TASK STATEMENT: Filter the data for lines with the word "demo", then copy every line so identified.

PROVIDED ENTRIES:
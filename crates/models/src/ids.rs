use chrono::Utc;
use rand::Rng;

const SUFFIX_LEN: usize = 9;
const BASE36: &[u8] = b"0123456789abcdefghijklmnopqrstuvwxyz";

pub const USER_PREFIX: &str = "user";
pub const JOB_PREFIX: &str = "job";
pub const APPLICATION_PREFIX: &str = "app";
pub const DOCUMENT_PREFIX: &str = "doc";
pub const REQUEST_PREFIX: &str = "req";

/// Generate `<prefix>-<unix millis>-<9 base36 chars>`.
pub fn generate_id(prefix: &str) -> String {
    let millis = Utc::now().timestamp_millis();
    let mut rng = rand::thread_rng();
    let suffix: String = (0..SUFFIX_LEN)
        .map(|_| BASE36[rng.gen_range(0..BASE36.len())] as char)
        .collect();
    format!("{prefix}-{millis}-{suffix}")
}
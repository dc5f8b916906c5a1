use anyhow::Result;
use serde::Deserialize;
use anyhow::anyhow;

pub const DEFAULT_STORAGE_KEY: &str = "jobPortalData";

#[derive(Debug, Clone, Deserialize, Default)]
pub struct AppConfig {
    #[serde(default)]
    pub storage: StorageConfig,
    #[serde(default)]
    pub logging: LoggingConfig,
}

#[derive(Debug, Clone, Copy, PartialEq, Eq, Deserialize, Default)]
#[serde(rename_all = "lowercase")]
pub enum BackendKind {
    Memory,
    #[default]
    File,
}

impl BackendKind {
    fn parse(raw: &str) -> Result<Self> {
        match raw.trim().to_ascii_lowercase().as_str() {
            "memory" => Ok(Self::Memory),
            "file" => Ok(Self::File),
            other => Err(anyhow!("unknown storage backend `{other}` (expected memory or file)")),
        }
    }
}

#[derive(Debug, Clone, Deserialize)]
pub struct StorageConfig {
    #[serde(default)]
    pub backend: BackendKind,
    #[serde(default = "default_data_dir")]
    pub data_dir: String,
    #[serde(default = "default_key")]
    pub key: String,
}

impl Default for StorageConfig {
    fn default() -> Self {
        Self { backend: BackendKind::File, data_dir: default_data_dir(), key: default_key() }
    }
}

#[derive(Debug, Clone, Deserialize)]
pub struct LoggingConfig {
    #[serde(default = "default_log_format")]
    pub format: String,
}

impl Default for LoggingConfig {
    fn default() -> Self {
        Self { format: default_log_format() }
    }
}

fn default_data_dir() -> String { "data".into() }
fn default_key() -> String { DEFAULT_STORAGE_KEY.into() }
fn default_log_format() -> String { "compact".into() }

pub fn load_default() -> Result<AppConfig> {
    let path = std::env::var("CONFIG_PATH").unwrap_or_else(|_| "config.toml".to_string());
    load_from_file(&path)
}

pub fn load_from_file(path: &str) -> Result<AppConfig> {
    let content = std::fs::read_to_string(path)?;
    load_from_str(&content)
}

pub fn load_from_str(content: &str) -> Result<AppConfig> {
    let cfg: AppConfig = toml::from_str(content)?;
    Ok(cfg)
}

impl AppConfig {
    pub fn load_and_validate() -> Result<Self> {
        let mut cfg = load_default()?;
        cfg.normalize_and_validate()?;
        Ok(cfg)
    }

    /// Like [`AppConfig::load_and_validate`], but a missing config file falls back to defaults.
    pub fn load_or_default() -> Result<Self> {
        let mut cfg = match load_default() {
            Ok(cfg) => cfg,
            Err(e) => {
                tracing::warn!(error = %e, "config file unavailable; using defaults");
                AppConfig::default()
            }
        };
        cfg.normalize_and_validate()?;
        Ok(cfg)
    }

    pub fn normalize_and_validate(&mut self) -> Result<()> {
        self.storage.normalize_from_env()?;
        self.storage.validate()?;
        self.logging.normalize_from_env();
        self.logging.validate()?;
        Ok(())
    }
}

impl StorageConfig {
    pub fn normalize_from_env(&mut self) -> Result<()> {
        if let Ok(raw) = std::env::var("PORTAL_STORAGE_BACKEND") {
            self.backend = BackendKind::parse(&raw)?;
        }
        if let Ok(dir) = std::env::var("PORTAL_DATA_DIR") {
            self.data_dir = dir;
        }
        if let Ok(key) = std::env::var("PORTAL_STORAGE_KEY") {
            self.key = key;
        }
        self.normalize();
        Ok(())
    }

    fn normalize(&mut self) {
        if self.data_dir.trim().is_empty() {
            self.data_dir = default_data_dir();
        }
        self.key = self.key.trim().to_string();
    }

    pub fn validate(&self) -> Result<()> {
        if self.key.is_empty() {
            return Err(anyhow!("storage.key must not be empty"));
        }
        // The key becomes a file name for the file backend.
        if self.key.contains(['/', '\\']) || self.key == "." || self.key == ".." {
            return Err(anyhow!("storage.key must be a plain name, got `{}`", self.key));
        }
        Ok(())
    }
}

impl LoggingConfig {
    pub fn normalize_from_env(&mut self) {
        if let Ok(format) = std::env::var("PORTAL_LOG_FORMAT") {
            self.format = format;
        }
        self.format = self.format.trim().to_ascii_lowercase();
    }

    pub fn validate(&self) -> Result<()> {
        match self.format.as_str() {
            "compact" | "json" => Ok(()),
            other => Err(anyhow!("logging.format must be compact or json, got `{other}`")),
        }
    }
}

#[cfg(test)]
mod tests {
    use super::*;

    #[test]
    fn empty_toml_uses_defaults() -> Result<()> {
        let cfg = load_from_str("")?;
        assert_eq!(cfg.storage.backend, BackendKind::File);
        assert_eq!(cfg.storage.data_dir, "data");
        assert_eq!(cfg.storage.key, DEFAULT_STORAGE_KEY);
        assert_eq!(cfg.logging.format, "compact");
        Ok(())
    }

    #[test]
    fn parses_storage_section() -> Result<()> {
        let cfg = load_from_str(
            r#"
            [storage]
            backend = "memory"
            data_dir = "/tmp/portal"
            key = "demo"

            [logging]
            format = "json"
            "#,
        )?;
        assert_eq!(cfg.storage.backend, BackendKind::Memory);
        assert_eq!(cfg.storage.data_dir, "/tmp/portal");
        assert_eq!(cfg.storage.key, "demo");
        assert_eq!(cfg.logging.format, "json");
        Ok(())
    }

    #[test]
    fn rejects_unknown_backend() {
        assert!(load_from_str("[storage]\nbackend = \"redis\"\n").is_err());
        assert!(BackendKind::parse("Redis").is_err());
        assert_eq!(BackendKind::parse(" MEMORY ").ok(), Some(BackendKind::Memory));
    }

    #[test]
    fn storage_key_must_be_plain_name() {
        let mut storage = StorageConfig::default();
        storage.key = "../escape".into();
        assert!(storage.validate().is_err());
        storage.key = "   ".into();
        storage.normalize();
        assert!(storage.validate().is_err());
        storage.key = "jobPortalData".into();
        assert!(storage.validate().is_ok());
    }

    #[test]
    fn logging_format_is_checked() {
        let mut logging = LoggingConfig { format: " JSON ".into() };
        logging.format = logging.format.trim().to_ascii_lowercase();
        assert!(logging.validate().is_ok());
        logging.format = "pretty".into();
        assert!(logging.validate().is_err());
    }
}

SOLUTION FOR THIS EXERCISE:
            key = "demo"
        assert_eq!(cfg.storage.key, "demo");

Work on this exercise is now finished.